*** DATASET ENTRIES Section Begins ***

// Wire messages across the trust boundary.
// Caller -> core: {"command": <name>, "payload": ...}
// Core -> caller: {"event": <name>, "payload": ...}

use crate::error::ChannelError;
use crate::models::{PcInfoSnapshot, SupportTicket, UpdateRecord, VitalsSnapshot};
use serde::{Deserialize, Serialize};

/// Everything the presentation layer may invoke. Nothing else is reachable.
pub const CAPABILITIES: &[&str] = &[
    "request-vitals",
    "request-pc-info",
    "request-system-logs",
    "start-stage-1",
    "start-stage-2-scan",
    "resolve-threat",
    "start-stage-3-scan",
    "resolve-updates",
    "get-api-key",
    "submit-ticket",
];

#[derive(Debug, Clone, PartialEq, Eq, Serialize, Deserialize)]
#[serde(tag = "command", content = "payload", rename_all = "kebab-case")]
pub enum Command {
    RequestVitals,
    RequestPcInfo,
    RequestSystemLogs,
    #[serde(rename = "start-stage-1")]
    StartStage1,
    #[serde(rename = "start-stage-2-scan")]
    StartStage2Scan,
    ResolveThreat,
    #[serde(rename = "start-stage-3-scan")]
    StartStage3Scan,
    /// Selected update ids.
    ResolveUpdates(Vec<String>),
    GetApiKey,
    SubmitTicket(SupportTicket),
}

impl Command {
    pub fn name(&self) -> &'static str {
        match self {
            Command::RequestVitals => "request-vitals",
            Command::RequestPcInfo => "request-pc-info",
            Command::RequestSystemLogs => "request-system-logs",
            Command::StartStage1 => "start-stage-1",
            Command::StartStage2Scan => "start-stage-2-scan",
            Command::ResolveThreat => "resolve-threat",
            Command::StartStage3Scan => "start-stage-3-scan",
            Command::ResolveUpdates(_) => "resolve-updates",
            Command::GetApiKey => "get-api-key",
            Command::SubmitTicket(_) => "submit-ticket",
        }
    }
}

#[derive(Debug, Clone, PartialEq, Serialize, Deserialize)]
#[serde(tag = "event", content = "payload", rename_all = "kebab-case")]
pub enum CoreEvent {
    VitalsUpdate(VitalsSnapshot),
    PcInfoData(PcInfoSnapshot),
    SystemLogsData(String),
    #[serde(rename = "stage-1-progress")]
    Stage1Progress(String),
    #[serde(rename = "stage-1-complete")]
    Stage1Complete,
    ThreatDetected {
        #[serde(rename = "threatName")]
        threat_name: String,
        #[serde(rename = "threatLocation")]
        threat_location: String,
    },
    #[serde(rename = "scan-2-clean")]
    Scan2Clean,
    ThreatResolved,
    UpdatesFound(Vec<UpdateRecord>),
    UpdatesResolved,
    ApiKey {
        key: String,
    },
    TicketSubmitted,
    TicketFailed {
        reason: String,
    },
    CommandRejected {
        command: String,
        reason: String,
    },
}

impl CoreEvent {
    pub fn name(&self) -> &'static str {
        match self {
            CoreEvent::VitalsUpdate(_) => "vitals-update",
            CoreEvent::PcInfoData(_) => "pc-info-data",
            CoreEvent::SystemLogsData(_) => "system-logs-data",
            CoreEvent::Stage1Progress(_) => "stage-1-progress",
            CoreEvent::Stage1Complete => "stage-1-complete",
            CoreEvent::ThreatDetected { .. } => "threat-detected",
            CoreEvent::Scan2Clean => "scan-2-clean",
            CoreEvent::ThreatResolved => "threat-resolved",
            CoreEvent::UpdatesFound(_) => "updates-found",
            CoreEvent::UpdatesResolved => "updates-resolved",
            CoreEvent::ApiKey { .. } => "api-key",
            CoreEvent::TicketSubmitted => "ticket-submitted",
            CoreEvent::TicketFailed { .. } => "ticket-failed",
            CoreEvent::CommandRejected { .. } => "command-rejected",
        }
    }

    pub fn rejected(command: impl Into<String>, reason: impl ToString) -> Self {
        CoreEvent::CommandRejected {
            command: command.into(),
            reason: reason.to_string(),
        }
    }
}

#[derive(Deserialize)]
struct Envelope {
    command: String,
}

/// Decodes one inbound frame. The command name is checked against the allow-list
/// before the payload is looked at.
pub fn decode_command(text: &str) -> Result<Command, ChannelError> {
    let envelope: Envelope =
        serde_json::from_str(text).map_err(|e| ChannelError::MalformedFrame(e.to_string()))?;
    if !CAPABILITIES.contains(&envelope.command.as_str()) {
        return Err(ChannelError::UnknownCapability(envelope.command));
    }
    serde_json::from_str(text).map_err(|e| ChannelError::InvalidPayload {
        command: envelope.command,
        reason: e.to_string(),
    })
}

#[cfg(test)]
mod tests {
    use super::*;

    fn all_commands() -> Vec<Command> {
        vec![
            Command::RequestVitals,
            Command::RequestPcInfo,
            Command::RequestSystemLogs,
            Command::StartStage1,
            Command::StartStage2Scan,
            Command::ResolveThreat,
            Command::StartStage3Scan,
            Command::ResolveUpdates(vec!["KB1".into()]),
            Command::GetApiKey,
            Command::SubmitTicket(SupportTicket {
                subject: "s".into(),
                body: "b".into(),
                contact: None,
            }),
        ]
    }

    #[test]
    fn allow_list_matches_command_set_exactly() {
        let names: Vec<&str> = all_commands().iter().map(Command::name).collect();
        assert_eq!(names, CAPABILITIES);
    }

    #[test]
    fn wire_tag_matches_name() {
        for cmd in all_commands() {
            let v = serde_json::to_value(&cmd).unwrap();
            assert_eq!(v["command"], cmd.name());
        }
    }
}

*** DATASET ENTRIES Section Ends ***

◆ TRY IT: Would you filter the entries above and keep each line that has the word "RequestPcInfo"?

◆ WRITTEN REPLY:
    RequestPcInfo,
            Command::RequestPcInfo => "request-pc-info",
            Command::RequestPcInfo,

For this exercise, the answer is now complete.